Capítulo 2
Sin darse cuenta, Elsa se quedó profundamente dormida.

Entre sueños borrosos, uno destacó con una claridad extraña. Soñó que, cuando estaba en la secundaria, uno de sus artículos había sido publicado en una revista médica, por lo que, había vuelto a casa emocionada, con la revista en la mano, feliz y con el corazón acelerado.

Sin embargo, en su casa… nadie entendía lo que decía. Apenas la habían mirado, mientras murmuraban algo, antes de dejarla de lado.

Solo su madre la había mirado durante un rato largo. Hasta que al final le acarició la cabeza con ternura, y, con los ojos llenos de amor, le dijo que lo había hecho muy bien.

Elsa, curiosa, le preguntó si de verdad había entendido lo que decía el artículo.

Su madre negó con la cabeza y, con una voz suave, respondió:

—No entendí lo que escribiste, mi amor… pero al principio vi tu nombre. Y eso sí lo reconocí.

Ese momento se le quedó grabado para siempre.

Y ahora, que sus artículos salían en revistas importantes una y otra vez... no podía evitar entristecerse al ver que ya no estaba con ella esa persona que solía acariciarle la cabeza y decirle que estaba orgullosa.

—Mamá...

Elsa despertó con los ojos húmedos y la mejilla hundida en la almohada.

Tardó unos segundos en enfocar la mirada… y ahí estaba él, mirándola con preocupación.

Era Alberto, el practicante del hospital.

—Oye… —dijo, en voz baja—. ¿Tu familia siempre ha sido así contigo? —preguntó, e hizo una breve pausa, como si dudara si continuar—. Escuché a los paramédicos decir que estuviste al borde de… y ellos, mientras tanto, cenando como si nada. Es más, en los dos días que estuviste inconsciente… nadie vino a verte.

Elsa lo miró un segundo, antes de apartar la vista.

No dijo nada. Solo escuchó, sin moverse, sin mostrar una sola reacción. Después de todo, no era la primera vez. Hacía tiempo que nada de eso lograba tocarle el corazón.

—Te traje sopa. Come un poco, ¿sí?

Sin esperar respuesta, Alberto tomó una cucharada y la acercó a sus labios. Elsa lo aceptó sin más, y, mientras tragaba despacio, una imagen llenó su cabeza.

Algo en la forma en que Alberto la cuidaba… le recordaba a alguien.

Cuando su madre murió, Elsa se apagó. No hablaba, no comía y se aferraba a la foto del funeral, negándose a ir a clases; lo que había provocado que Eduardo, desesperado y fuera de sí, la golpeara con el cinturón, hasta dejarle marcas, mientras su hermanito, asustado, corría a esconderse en una esquina, sin atreverse a llorar.

Había sido Nelson quien había irrumpido en la casa, chiquito como era, y se había parado frente a ella para cubrirla con su cuerpo.

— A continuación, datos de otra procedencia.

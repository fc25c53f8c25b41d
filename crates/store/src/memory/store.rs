use dashmap::DashMap;
use parking_lot::RwLock;

use crate::error::StoreError;
use crate::traits::{BatchOp, ColumnId, Store, WriteBatch};

/// Volatile store used by tests and the replay tool.
///
/// Batches are applied under an exclusive commit lock, so readers never
/// observe half of a batch.
#[derive(Default)]
pub struct MemoryStore {
    columns: DashMap<ColumnId, DashMap<Vec<u8>, Vec<u8>>>,
    commit: RwLock<()>,
}

impl MemoryStore {
    pub fn new() -> Self {
        Self::default()
    }

    pub fn with_columns(columns: &[ColumnId]) -> Self {
        let store = Self::new();
        for column in columns {
            store.create_column(*column);
        }
        store
    }

    pub fn create_column(&self, column: ColumnId) {
        self.columns.entry(column).or_insert_with(DashMap::new);
    }

    /// Number of entries held in `column`.
    pub fn len(&self, column: ColumnId) -> usize {
        self.columns
            .get(&column)
            .map(|col| col.value().len())
            .unwrap_or(0)
    }

    fn put_unlocked(&self, column: ColumnId, key: Vec<u8>, value: Vec<u8>) {
        self.columns
            .entry(column)
            .or_insert_with(DashMap::new)
            .value()
            .insert(key, value);
    }

    fn delete_unlocked(&self, column: ColumnId, key: &[u8]) {
        if let Some(col) = self.columns.get(&column) {
            col.value().remove(key);
        }
    }
}

impl Store for MemoryStore {
    fn get(&self, column: ColumnId, key: &[u8]) -> Result<Option<Vec<u8>>, StoreError> {
        let _guard = self.commit.read();
        if let Some(col) = self.columns.get(&column) {
            Ok(col.value().get(key).map(|value| value.value().clone()))
        } else {
            Ok(None)
        }
    }

    fn put(&self, column: ColumnId, key: Vec<u8>, value: Vec<u8>) -> Result<(), StoreError> {
        let _guard = self.commit.write();
        self.put_unlocked(column, key, value);
        Ok(())
    }

    fn delete(&self, column: ColumnId, key: &[u8]) -> Result<(), StoreError> {
        let _guard = self.commit.write();
        self.delete_unlocked(column, key);
        Ok(())
    }

    fn write_batch(&self, batch: WriteBatch) -> Result<(), StoreError> {
        let _guard = self.commit.write();
        for op in batch.into_ops() {
            match op {
                BatchOp::Put { column, key, value } => {
                    self.put_unlocked(column, key, value);
                }
                BatchOp::Delete { column, key } => {
                    self.delete_unlocked(column, key.as_slice());
                }
            }
        }

        Ok(())
    }

    fn scan_prefix(
        &self,
        column: ColumnId,
        prefix: &[u8],
    ) -> Result<Vec<(Vec<u8>, Vec<u8>)>, StoreError> {
        let _guard = self.commit.read();
        if let Some(col) = self.columns.get(&column) {
            let mut entries: Vec<(Vec<u8>, Vec<u8>)> = col
                .value()
                .iter()
                .filter_map(|kv| {
                    let key = kv.key();
                    if key.starts_with(prefix) {
                        Some((key.clone(), kv.value().clone()))
                    } else {
                        None
                    }
                })
                .collect();
            entries.sort_by(|a, b| a.0.cmp(&b.0));
            Ok(entries)
        } else {
            Ok(Vec::new())
        }
    }
}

Tras esto, se la había llevado a su casa, en donde se dedicó a cuidarla por completo, e, incluso le daba de comer.

En ese entonces, Nelson era lo único bueno que tenía. Por lo que nunca pensó que ese mismo niño, el que un día le había prometido estar con ella para siempre, pudiera enamorarse de otra.

—¿Quién es él?

La voz la sacó en seco de sus pensamientos.

Nelson estaba parado en la puerta, con la cara tensa y la mirada clavada en Alberto.

Después de enamorarse de Ivana, ya había decidido dejar a Elsa. Pero, verla ahí, con otro hombre dándole de comer, hizo que algo se removiera en su interior. Como si le estuvieran quitando algo que le pertenecía.

Alberto intentó decir algo, pero Nelson no le dio tiempo. De un manotazo, tiró el plato al piso, que se hizo trizas contra el suelo, los trozos volando en todas direcciones. Uno, alcanzó el brazo de Elsa, hiriéndola, y la sangre comenzó a brotar de inmediato, mientras un intenso ardor le recorría el cuerpo, haciéndola estremecer. Pero Nelson ni siquiera la miró. Seguía con los ojos sombríos fijos en Alberto.

—Fuera —soltó sin rodeos.

No la veía como a una persona, sino como algo que le pertenecía. Algo que nadie más tenía derecho a tocar.

Sin embargo, en ese momento, le sonó el celular.

Contestó. Y apenas escuchó lo que le dijeron, si expresión cambió.

—Ivana… intentó suicidarse. Se sintió culpable, se tomó unas pastillas. La van a llevar al hospital para hacerle un lavado gástrico. Después paso a verte, ¿sí? —dijo, más como aviso que como pregunta.

Elsa, presionando su brazo ensangrentado, lo miró con una sonrisa amarga.

—Está bien.

«¿Ya qué va a doler?», pensó. «Nelson… en ocho días, ya no tendrás que seguir fingiendo».